Task directions: Print every entry below again. Nothing may differ from the original.

━━━ Study material ━━━

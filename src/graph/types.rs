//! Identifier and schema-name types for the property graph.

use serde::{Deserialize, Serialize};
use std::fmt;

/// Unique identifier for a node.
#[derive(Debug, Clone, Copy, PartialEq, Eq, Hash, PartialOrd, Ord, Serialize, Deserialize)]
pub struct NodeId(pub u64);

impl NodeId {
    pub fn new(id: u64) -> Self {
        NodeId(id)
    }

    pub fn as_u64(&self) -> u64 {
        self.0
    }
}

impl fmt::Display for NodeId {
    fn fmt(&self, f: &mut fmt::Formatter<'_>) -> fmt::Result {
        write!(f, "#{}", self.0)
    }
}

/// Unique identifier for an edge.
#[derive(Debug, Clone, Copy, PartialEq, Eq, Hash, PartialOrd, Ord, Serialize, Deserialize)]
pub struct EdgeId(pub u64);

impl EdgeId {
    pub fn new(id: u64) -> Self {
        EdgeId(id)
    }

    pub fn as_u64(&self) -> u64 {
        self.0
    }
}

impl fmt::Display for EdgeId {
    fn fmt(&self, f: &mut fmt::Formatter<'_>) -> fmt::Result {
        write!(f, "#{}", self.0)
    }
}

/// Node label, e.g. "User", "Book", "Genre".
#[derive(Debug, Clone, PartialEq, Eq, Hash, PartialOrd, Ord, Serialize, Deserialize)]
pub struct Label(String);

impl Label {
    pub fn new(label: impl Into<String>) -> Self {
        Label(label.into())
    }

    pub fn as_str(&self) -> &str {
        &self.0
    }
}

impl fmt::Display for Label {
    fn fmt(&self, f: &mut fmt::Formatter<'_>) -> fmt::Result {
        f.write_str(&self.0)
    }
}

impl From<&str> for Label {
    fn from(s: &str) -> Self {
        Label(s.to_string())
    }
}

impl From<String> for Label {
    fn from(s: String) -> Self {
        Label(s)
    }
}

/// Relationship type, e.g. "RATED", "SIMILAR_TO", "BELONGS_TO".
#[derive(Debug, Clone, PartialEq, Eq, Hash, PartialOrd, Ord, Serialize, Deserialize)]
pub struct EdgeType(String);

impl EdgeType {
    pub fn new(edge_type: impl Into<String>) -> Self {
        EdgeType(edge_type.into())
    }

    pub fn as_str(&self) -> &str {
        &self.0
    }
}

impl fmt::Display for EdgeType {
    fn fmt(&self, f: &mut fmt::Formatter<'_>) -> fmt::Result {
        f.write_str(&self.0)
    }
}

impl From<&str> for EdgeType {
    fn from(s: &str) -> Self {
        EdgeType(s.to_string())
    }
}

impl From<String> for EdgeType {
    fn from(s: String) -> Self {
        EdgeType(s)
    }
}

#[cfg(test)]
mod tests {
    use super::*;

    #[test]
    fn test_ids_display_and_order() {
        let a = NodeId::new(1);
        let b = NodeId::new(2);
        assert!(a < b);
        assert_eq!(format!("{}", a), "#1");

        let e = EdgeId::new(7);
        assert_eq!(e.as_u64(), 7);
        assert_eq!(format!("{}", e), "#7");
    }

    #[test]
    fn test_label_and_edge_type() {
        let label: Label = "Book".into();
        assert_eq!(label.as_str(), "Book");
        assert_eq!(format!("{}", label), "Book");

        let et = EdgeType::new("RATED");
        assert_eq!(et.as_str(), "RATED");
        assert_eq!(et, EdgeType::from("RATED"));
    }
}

━━━

Solution for this problem:
filename src/graph/types.rs
//! Identifier and schema-name types for the property graph.

use serde::{Deserialize, Serialize};
use std::fmt;

/// Unique identifier for a node.
#[derive(Debug, Clone, Copy, PartialEq, Eq, Hash, PartialOrd, Ord, Serialize, Deserialize)]
pub struct NodeId(pub u64);

impl NodeId {
    pub fn new(id: u64) -> Self {
        NodeId(id)
    }

    pub fn as_u64(&self) -> u64 {
        self.0
    }
}

impl fmt::Display for NodeId {
    fn fmt(&self, f: &mut fmt::Formatter<'_>) -> fmt::Result {
        write!(f, "#{}", self.0)
    }
}

/// Unique identifier for an edge.
#[derive(Debug, Clone, Copy, PartialEq, Eq, Hash, PartialOrd, Ord, Serialize, Deserialize)]
pub struct EdgeId(pub u64);

impl EdgeId {
    pub fn new(id: u64) -> Self {
        EdgeId(id)
    }

    pub fn as_u64(&self) -> u64 {
        self.0
    }
}

impl fmt::Display for EdgeId {
    fn fmt(&self, f: &mut fmt::Formatter<'_>) -> fmt::Result {
        write!(f, "#{}", self.0)
    }
}

/// Node label, e.g. "User", "Book", "Genre".
#[derive(Debug, Clone, PartialEq, Eq, Hash, PartialOrd, Ord, Serialize, Deserialize)]
pub struct Label(String);

impl Label {
    pub fn new(label: impl Into<String>) -> Self {
        Label(label.into())
    }

    pub fn as_str(&self) -> &str {
        &self.0
    }
}

impl fmt::Display for Label {
    fn fmt(&self, f: &mut fmt::Formatter<'_>) -> fmt::Result {
        f.write_str(&self.0)
    }
}

impl From<&str> for Label {
    fn from(s: &str) -> Self {
        Label(s.to_string())
    }
}

impl From<String> for Label {
    fn from(s: String) -> Self {
        Label(s)
    }
}

/// Relationship type, e.g. "RATED", "SIMILAR_TO", "BELONGS_TO".
#[derive(Debug, Clone, PartialEq, Eq, Hash, PartialOrd, Ord, Serialize, Deserialize)]
pub struct EdgeType(String);

impl EdgeType {
    pub fn new(edge_type: impl Into<String>) -> Self {
        EdgeType(edge_type.into())
    }

    pub fn as_str(&self) -> &str {
        &self.0
    }
}

impl fmt::Display for EdgeType {
    fn fmt(&self, f: &mut fmt::Formatter<'_>) -> fmt::Result {
        f.write_str(&self.0)
    }
}

impl From<&str> for EdgeType {
    fn from(s: &str) -> Self {
        EdgeType(s.to_string())
    }
}

impl From<String> for EdgeType {
    fn from(s: String) -> Self {
        EdgeType(s)
    }
}

#[cfg(test)]
mod tests {
    use super::*;

    #[test]
    fn test_ids_display_and_order() {
        let a = NodeId::new(1);
        let b = NodeId::new(2);
        assert!(a < b);
        assert_eq!(format!("{}", a), "#1");

        let e = EdgeId::new(7);
        assert_eq!(e.as_u64(), 7);
        assert_eq!(format!("{}", e), "#7");
    }

    #[test]
    fn test_label_and_edge_type() {
        let label: Label = "Book".into();
        assert_eq!(label.as_str(), "Book");
        assert_eq!(format!("{}", label), "Book");

        let et = EdgeType::new("RATED");
        assert_eq!(et.as_str(), "RATED");
        assert_eq!(et, EdgeType::from("RATED"));
    }
}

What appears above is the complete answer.